I hope your whole family will join in the fun.”

- Excerpt from Silly McGilly’s book.


Silly McGilly In The WindowSilly can even be used in the classroom to add some green sparkle to those dark, cold mornings in early March. In schools he sometimes leaves materials for making a St. Patrick’s Day craft, and he’s even been so daring as to change pupils’ names. Everyone’s Irish with an “O’ or a Mc” before their name.  The possibilities for leprechaun school fun are endless.

Silly McGilly has his very own website, and there, parents and teachers can find ideas for leprechaun fun and games. Silly has even created downloadable learning templates, including Shamrock Rhymes, Letters to McGilly, and Silly McGilly Scrapbook templates.

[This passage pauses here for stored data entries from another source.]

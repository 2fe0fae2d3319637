//! Formatting toolbar for the rich-text editor

use dioxus::prelude::*;

use everynote_core::editor::{BlockFormat, FormatCommand};

use crate::theme::PALETTE;

/// Inline/list buttons plus a block format selector
#[component]
pub fn FormattingToolbar(on_command: EventHandler<FormatCommand>) -> Element {
    let colors = &PALETTE;

    rsx! {
        div {
            class: "toolbar",
            style: "
                display: flex;
                align-items: center;
                gap: 8px;
                padding: 8px 0;
                margin-bottom: 16px;
                border-bottom: 1px solid {colors.border};
            ",

            for command in FormatCommand::TOOLBAR {
                {
                    let label = button_label(command);
                    let text_style = button_text_style(command);

                    rsx! {
                        button {
                            key: "{command}",
                            r#type: "button",
                            title: command.title(),
                            style: "
                                min-width: 32px;
                                height: 32px;
                                border: none;
                                border-radius: 6px;
                                background: transparent;
                                color: {colors.text_secondary};
                                cursor: pointer;
                                {text_style}
                            ",
                            onclick: move |_| on_command.call(command),
                            "{label}"
                        }
                    }
                }
            }

            select {
                style: "
                    background: {colors.badge};
                    border: 1px solid {colors.border};
                    color: {colors.text_primary};
                    font-size: 14px;
                    border-radius: 4px;
                    padding: 4px 8px;
                ",
                onchange: move |evt| {
                    // The "Format" entry has an empty value and does nothing
                    if let Ok(format) = evt.value().parse::<BlockFormat>() {
                        on_command.call(FormatCommand::Block(format));
                    }
                },
                option { value: "", "Format" }
                for format in BlockFormat::ALL {
                    {
                        let tag = format.tag();
                        let label = format.label();
                        rsx! {
                            option { key: "{tag}", value: tag, "{label}" }
                        }
                    }
                }
            }
        }
    }
}

const fn button_label(command: FormatCommand) -> &'static str {
    match command {
        FormatCommand::Bold => "B",
        FormatCommand::Italic => "I",
        FormatCommand::Underline => "U",
        FormatCommand::BulletList => "\u{2022}",
        FormatCommand::NumberedList => "1.",
        FormatCommand::Block(format) => format.tag(),
    }
}

const fn button_text_style(command: FormatCommand) -> &'static str {
    match command {
        FormatCommand::Bold => "font-weight: 700;",
        FormatCommand::Italic => "font-style: italic;",
        FormatCommand::Underline => "text-decoration: underline;",
        _ => "",
    }
}
//! Login view - mock sign-in screen

use dioxus::prelude::*;

use everynote_core::auth::{AuthError, LoginProvider};

use crate::services::alert;
use crate::state::AppState;
use crate::theme::PALETTE;

/// Login screen with one button per provider
#[component]
pub fn Login() -> Element {
    let colors = &PALETTE;

    rsx! {
        div {
            class: "login-container",
            style: "
                min-height: 100vh;
                display: flex;
                align-items: center;
                justify-content: center;
                padding: 16px;
            ",

            div {
                style: "width: 100%; max-width: 28rem; text-align: center;",

                h1 {
                    style: "font-size: 36px; font-weight: 700; margin-bottom: 16px;",
                    "EveryNote"
                }
                p {
                    style: "color: {colors.text_secondary}; font-size: 18px;",
                    "Capture your thoughts, your way."
                }
                p {
                    style: "color: {colors.text_muted}; font-size: 14px; margin: 8px 0 32px;",
                    "Text, voice, or media. Record your day and come back to it later."
                }

                div {
                    style: "display: flex; flex-direction: column; gap: 16px;",
                    LoginButton { provider: LoginProvider::Google, primary: true }
                    LoginButton { provider: LoginProvider::Apple, primary: false }
                }

                p {
                    style: "margin-top: 32px; font-size: 12px; color: {colors.text_muted};",
                    "By continuing, you agree to our Terms of Service and Privacy Policy."
                }
            }
        }
    }
}

#[component]
fn LoginButton(provider: LoginProvider, primary: bool) -> Element {
    let mut state = use_context::<AppState>();
    let colors = &PALETTE;

    let (bg, fg) = if primary {
        ("#ffffff", "#000000")
    } else {
        ("#000000", colors.text_primary)
    };

    let label = provider.button_label();

    let on_click = move |_| {
        let result = state.session.write().login_with(provider);
        match result {
            Ok(_) => {}
            Err(error @ AuthError::NotImplemented(_)) => {
                spawn(async move { alert(&error.to_string()).await });
            }
            Err(AuthError::Storage(e)) => {
                tracing::error!("Failed to persist signed-in user: {}", e);
            }
        }
    };

    rsx! {
        button {
            r#type: "button",
            style: "
                width: 100%;
                padding: 12px 16px;
                border-radius: 12px;
                border: 1px solid {colors.border};
                background: {bg};
                color: {fg};
                font-weight: 500;
                cursor: pointer;
            ",
            onclick: on_click,
            "{label}"
        }
    }
}
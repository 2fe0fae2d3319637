//! User identity model

use serde::{Deserialize, Serialize};

/// Fallback avatar initial when no name is known
const FALLBACK_INITIAL: &str = "U";

/// The signed-in identity.
///
/// Nothing here is validated; whatever was stored is trusted as-is.
#[derive(Debug, Clone, PartialEq, Eq, Serialize, Deserialize)]
pub struct User {
    pub name: String,
    pub email: String,
    /// Avatar image URL
    #[serde(default, skip_serializing_if = "Option::is_none")]
    pub avatar: Option<String>,
}

impl User {
    /// Create a user without an avatar
    pub fn new(name: impl Into<String>, email: impl Into<String>) -> Self {
        Self {
            name: name.into(),
            email: email.into(),
            avatar: None,
        }
    }

    /// Attach an avatar URL
    #[must_use]
    pub fn with_avatar(mut self, avatar: impl Into<String>) -> Self {
        self.avatar = Some(avatar.into());
        self
    }
}

/// First character of the user's name, or `"U"` when there is none.
#[must_use]
pub fn avatar_initial(user: Option<&User>) -> String {
    user.and_then(|user| user.name.chars().next())
        .map_or_else(|| FALLBACK_INITIAL.to_string(), |c| c.to_string())
}

#[cfg(test)]
mod tests {
    use super::*;
    use pretty_assertions::assert_eq;

    #[test]
    fn test_avatar_is_optional_in_json() {
        let user: User = serde_json::from_str(r#"{"name":"Ada","email":"ada@example.com"}"#).unwrap();
        assert_eq!(user, User::new("Ada", "ada@example.com"));

        let json = serde_json::to_string(&user).unwrap();
        assert!(!json.contains("avatar"));
    }

    #[test]
    fn test_avatar_initial() {
        let user = User::new("john", "john@example.com");
        assert_eq!(avatar_initial(Some(&user)), "j");
        assert_eq!(avatar_initial(Some(&User::new("", "x@example.com"))), "U");
        assert_eq!(avatar_initial(None), "U");
    }
}
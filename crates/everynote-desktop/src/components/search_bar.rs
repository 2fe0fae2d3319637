//! Search bar component

use dioxus::prelude::*;

use crate::state::HomeState;
use crate::theme::PALETTE;

/// Search box narrowing the note list
#[component]
pub fn SearchBar() -> Element {
    let mut home = use_context::<HomeState>();
    let colors = &PALETTE;
    let query = home.workspace.read().search_query().to_string();

    rsx! {
        input {
            class: "search-bar",
            r#type: "text",
            placeholder: "Search your notes",
            value: "{query}",
            oninput: move |evt| {
                home.workspace.write().set_search_query(evt.value());
            },
            style: "
                width: 16rem;
                padding: 8px 12px;
                border: 1px solid {colors.border};
                border-radius: 6px;
                font-size: 14px;
                background: {colors.bg_input};
                color: {colors.text_primary};
                outline: none;
            ",
        }
    }
}
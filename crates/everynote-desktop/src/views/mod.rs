//! Top-level screens

mod home;
mod login;

pub use home::Home;
pub use login::Login;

Who Created Silly McGilly?


Silly McGilly is the brain child of three Irish American sisters from New Jersey. Michelle Dougherty, Eileen Cowley, and Victoria Coffey have always enjoyed celebrating their Irish heritage, especially around St. Patrick’s Day. Their own children inspired them to create Silly McGilly, the perfect little leprechaun to add family magic to March days and nights. You don’t even need to be Irish to join in the fun.


Title page of Silly McGilly

Charlotte Cheng beautifully illustrated Silly’s story.  When she is not creating art on walls, sidewalks and paper, she’s usually dreaming of Ireland.


How To Purchase Silly McGilly:


Silly McGilly can be purchased online for $34.95.  From 9/10/14 through 10/17/14 in celebration of 1/2 way to St. Patrick’s Day, autographed copies of the book are being offered.

Silly even has his very own Facebook page.


The Giveaway:


The creators of Silly McGilly contacted me to see if I would help spread the word about their magical creation. I love to support Irish American entrepreneurs,  so I’m delighted to share a little leprechaun fun with you through this giveaway.

The prize is a Silly McGilly giftpack, which includes one 8″ Silly McGilly plush doll, and one beautifully illustrated hardcover copy of the 8.5″x 8.5″ Silly McGilly book.  The set is beautifully packaged in a keepsake box.

Silly McGilly Giftpack

To enter the giveaway just leave a comment on this blog post, or for an additional entry you can follow Irish American Mom on Pinterest. Then simply complete your entry on the following Rafflecopter widget.  The winner will be announced on Wednesday, September 24th. Just check the widget below to learn who is the winner.

a Rafflecopter giveaway


A big thank you to Big Treasure Publications for providing this wonderful prize, and best of luck to all who enter. I’m looking forward to reading all your leprechaun inspired magical comments.


Slán agus beannacht leat!

(Goodbye and blessings)

Irish American Mom


And now a little bit of legalize through a quick disclosure: Irish American Mom does not have any financial connection with Big Treasure Publications and did not receive any cash payment for publishing this post and giveaway. I did however receive a giftpack including Silly McGilly’s book for review purposes.  This in no way influenced my review.  Thank you to all who support the wonderful Irish and Irish American enterprises who sponsor giveaways on my site.